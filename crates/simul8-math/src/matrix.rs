//! Dense row-major matrix with runtime dimensions.
//!
//! [`Matrix`] supports the shape-generic operations (add, subtract,
//! multiply, transpose, scalar scaling) for any `rows x columns`. The
//! operations that are only defined at 3x3 (determinant, inversion, Euler
//! rotation, vector transform) check the shape and return
//! [`Error::Shape`] otherwise, then run on [`Mat3`].
//!
//! Binary operations allocate a new matrix and never touch their operands.
//! In-place operations mutate the receiver.
//!
//! # Usage
//!
//! ```rust
//! use simul8_math::Matrix;
//!
//! let a = Matrix::from_rows(vec![vec![1.0, 2.0, 3.0], vec![4.0, 5.0, 6.0]])?;
//! let b = Matrix::from_rows(vec![vec![7.0, 8.0], vec![9.0, 10.0], vec![11.0, 12.0]])?;
//!
//! let c = a.multiply(&b)?;
//! assert_eq!(c.row(0), &[58.0, 64.0]);
//! assert_eq!(c.row(1), &[139.0, 154.0]);
//!
//! // 2x3 + 3x2 is rejected
//! assert!(a.add(&b).is_err());
//! # Ok::<(), simul8_core::Error>(())
//! ```

use crate::{Mat3, Vec3};
use simul8_core::{Error, Result};
use std::fmt;
use std::ops::{Index, IndexMut};
use tracing::{debug, trace};

/// A `rows x columns` grid of `f64`, zero-filled on construction.
///
/// Dimensions are fixed for the lifetime of the value.
#[derive(Debug, Clone, PartialEq, Default)]
#[cfg_attr(feature = "serde", derive(serde::Serialize))]
pub struct Matrix {
    rows: usize,
    columns: usize,
    /// Row-major elements, `rows * columns` long.
    data: Vec<f64>,
}
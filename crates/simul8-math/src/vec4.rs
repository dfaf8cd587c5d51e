//! 4D vector type.

use std::fmt;
use std::ops::{Add, Div, Index, Mul, Neg, Sub};

/// A 4D vector of `f64` components, ordered x, y, z, w.
#[derive(Debug, Clone, Copy, PartialEq, Default)]
#[cfg_attr(feature = "serde", derive(serde::Serialize, serde::Deserialize))]
#[repr(C)]
pub struct Vec4 {
    /// X component
    pub x: f64,
    /// Y component
    pub y: f64,
    /// Z component
    pub z: f64,
    /// W component
    pub w: f64,
}

impl Vec4 {
    /// Zero vector.
    pub const ZERO: Self = Self::new(0.0, 0.0, 0.0, 0.0);

    /// Creates a new vector.
    #[inline]
    pub const fn new(x: f64, y: f64, z: f64, w: f64) -> Self {
        Self { x, y, z, w }
    }

    /// Converts to an array `[x, y, z, w]`.
    #[inline]
    pub const fn to_array(self) -> [f64; 4] {
        [self.x, self.y, self.z, self.w]
    }

    /// Component-wise sum.
    #[inline]
    pub fn add(self, other: Self) -> Self {
        Self::new(
            self.x + other.x,
            self.y + other.y,
            self.z + other.z,
            self.w + other.w,
        )
    }

    /// Component-wise difference `self - other`.
    #[inline]
    pub fn subtract(self, other: Self) -> Self {
        Self::new(
            self.x - other.x,
            self.y - other.y,
            self.z - other.z,
            self.w - other.w,
        )
    }

    /// Multiplies every component by `scalar`.
    #[inline]
    pub fn scale(self, scalar: f64) -> Self {
        Self::new(self.x * scalar, self.y * scalar, self.z * scalar, self.w * scalar)
    }

    /// Dot product.
    #[inline]
    pub fn dot(self, other: Self) -> f64 {
        self.x * other.x + self.y * other.y + self.z * other.z + self.w * other.w
    }

    /// Euclidean length.
    #[inline]
    pub fn magnitude(self) -> f64 {
        self.dot(self).sqrt()
    }

    /// Unit vector, or [`Vec4::ZERO`] when the magnitude is exactly zero.
    #[inline]
    pub fn normalise(self) -> Self {
        let mag = self.magnitude();
        if mag == 0.0 {
            return Self::ZERO;
        }
        Self::new(self.x / mag, self.y / mag, self.z / mag, self.w / mag)
    }

    /// Converts to glam DVec4.
    #[inline]
    pub fn to_glam(self) -> glam::DVec4 {
        glam::DVec4::new(self.x, self.y, self.z, self.w)
    }

    /// Creates from glam DVec4.
    #[inline]
    pub fn from_glam(v: glam::DVec4) -> Self {
        Self::new(v.x, v.y, v.z, v.w)
    }
}

impl fmt::Display for Vec4 {
    fn fmt(&self, f: &mut fmt::Formatter<'_>) -> fmt::Result {
        write!(
            f,
            "({:.6}, {:.6}, {:.6}, {:.6})",
            self.x, self.y, self.z, self.w
        )
    }
}

impl Index<usize> for Vec4 {
    type Output = f64;

    #[inline]
    fn index(&self, i: usize) -> &f64 {
        match i {
            0 => &self.x,
            1 => &self.y,
            2 => &self.z,
            3 => &self.w,
            _ => panic!("Vec4 index out of bounds: {}", i),
        }
    }
}

impl Add for Vec4 {
    type Output = Self;

    #[inline]
    fn add(self, rhs: Self) -> Self {
        Vec4::add(self, rhs)
    }
}

impl Sub for Vec4 {
    type Output = Self;

    #[inline]
    fn sub(self, rhs: Self) -> Self {
        self.subtract(rhs)
    }
}

impl Neg for Vec4 {
    type Output = Self;

    #[inline]
    fn neg(self) -> Self {
        Self::new(-self.x, -self.y, -self.z, -self.w)
    }
}

impl Mul<f64> for Vec4 {
    type Output = Self;

    #[inline]
    fn mul(self, rhs: f64) -> Self {
        self.scale(rhs)
    }
}

impl Div<f64> for Vec4 {
    type Output = Self;

    #[inline]
    fn div(self, rhs: f64) -> Self {
        Self::new(self.x / rhs, self.y / rhs, self.z / rhs, self.w / rhs)
    }
}

impl From<[f64; 4]> for Vec4 {
    #[inline]
    fn from(a: [f64; 4]) -> Self {
        Self::new(a[0], a[1], a[2], a[3])
    }
}

impl From<glam::DVec4> for Vec4 {
    #[inline]
    fn from(v: glam::DVec4) -> Self {
        Self::from_glam(v)
    }
}

impl From<Vec4> for glam::DVec4 {
    #[inline]
    fn from(v: Vec4) -> glam::DVec4 {
        v.to_glam()
    }
}

#[cfg(test)]
mod tests {
    use super::*;
    use approx::assert_relative_eq;

    #[test]
    fn test_vec4_ops() {
        let a = Vec4::new(1.0, 2.0, 3.0, 4.0);
        let b = Vec4::new(4.0, 3.0, 2.0, 1.0);
        assert_eq!(a + b, Vec4::new(5.0, 5.0, 5.0, 5.0));
        assert_eq!(a - b, Vec4::new(-3.0, -1.0, 1.0, 3.0));
        assert_eq!(a.scale(0.5), Vec4::new(0.5, 1.0, 1.5, 2.0));
        assert_eq!(a.dot(b), 20.0);
    }

    #[test]
    fn test_vec4_normalise() {
        let n = Vec4::new(1.0, 1.0, 1.0, 1.0).normalise();
        assert_relative_eq!(n.magnitude(), 1.0, epsilon = 1e-12);
        assert_eq!(n.w, 0.5);
        assert_eq!(Vec4::ZERO.normalise(), Vec4::ZERO);
    }

    #[test]
    fn test_vec4_display() {
        assert_eq!(
            Vec4::new(1.0, 2.0, 3.0, 4.0).to_string(),
            "(1.000000, 2.000000, 3.000000, 4.000000)"
        );
    }
}
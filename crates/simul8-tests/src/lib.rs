//! Integration tests for simul8 crates.
//!
//! These exercise the documented contracts across crate boundaries:
//! matrix algebra identities, the silent numerical guards, the single
//! fatal quaternion case and the integrator ordering.
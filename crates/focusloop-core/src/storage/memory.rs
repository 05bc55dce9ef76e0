//! In-memory byte store.

use std::collections::HashMap;
use std::sync::atomic::{AtomicBool, Ordering};
use std::sync::Arc;

use async_trait::async_trait;
use tokio::sync::Mutex;

use super::ByteStore;
use crate::error::StoreError;

/// A [`ByteStore`] backed by a shared `HashMap`.
///
/// Clones share the same map, which lets a test simulate a process restart by
/// handing a clone to a fresh engine. Writes can be made to fail on demand.
#[derive(Debug, Clone, Default)]
pub struct MemoryStore {
    entries: Arc<Mutex<HashMap<String, Vec<u8>>>>,
    fail_writes: Arc<AtomicBool>,
}

impl MemoryStore {
    pub fn new() -> Self {
        Self::default()
    }

    /// Make every subsequent `set`/`delete` fail until turned off again.
    pub fn set_fail_writes(&self, fail: bool) {
        self.fail_writes.store(fail, Ordering::SeqCst);
    }

    /// Raw access for inspecting or planting payloads.
    pub async fn raw(&self, key: &str) -> Option<Vec<u8>> {
        self.entries.lock().await.get(key).cloned()
    }

    pub async fn plant(&self, key: &str, value: impl Into<Vec<u8>>) {
        self.entries.lock().await.insert(key.to_string(), value.into());
    }

    fn check_writable(&self) -> Result<(), StoreError> {
        if self.fail_writes.load(Ordering::SeqCst) {
            return Err(StoreError::Io("memory store is read-only".into()));
        }
        Ok(())
    }
}

#[async_trait]
impl ByteStore for MemoryStore {
    async fn get(&self, key: &str) -> Result<Option<Vec<u8>>, StoreError> {
        Ok(self.entries.lock().await.get(key).cloned())
    }

    async fn set(&self, key: &str, value: &[u8]) -> Result<(), StoreError> {
        self.check_writable()?;
        self.entries
            .lock()
            .await
            .insert(key.to_string(), value.to_vec());
        Ok(())
    }

    async fn delete(&self, key: &str) -> Result<(), StoreError> {
        self.check_writable()?;
        self.entries.lock().await.remove(key);
        Ok(())
    }
}
use clap::Subcommand;
use focusloop_core::MoodState;

use super::{open_engine, print_json, CmdResult};

#[derive(Subcommand)]
pub enum SignalsAction {
    /// Update energy and/or mood; omitted values are kept
    Set {
        /// 1 (drained) to 5 (energized)
        #[arg(long, value_parser = clap::value_parser!(u8).range(1..=5))]
        energy: Option<u8>,
        /// motivated, neutral, struggling or hyperfocus
        #[arg(long)]
        mood: Option<MoodState>,
    },
    /// Show the current signals
    Show,
}

pub async fn run(action: SignalsAction) -> CmdResult {
    let mut engine = open_engine().await?;

    match action {
        SignalsAction::Set { energy, mood } => {
            let mut signals = engine.signals();
            if let Some(energy) = energy {
                signals.energy_level = energy;
            }
            if let Some(mood) = mood {
                signals.mood = mood;
            }
            engine.set_signals(signals).await;
            print_json(&signals)
        }
        SignalsAction::Show => print_json(&engine.signals()),
    }
}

### [About this task]
Your reply should be a single number: the count of lines above that contain the word "vector".

### [Problem solution]
6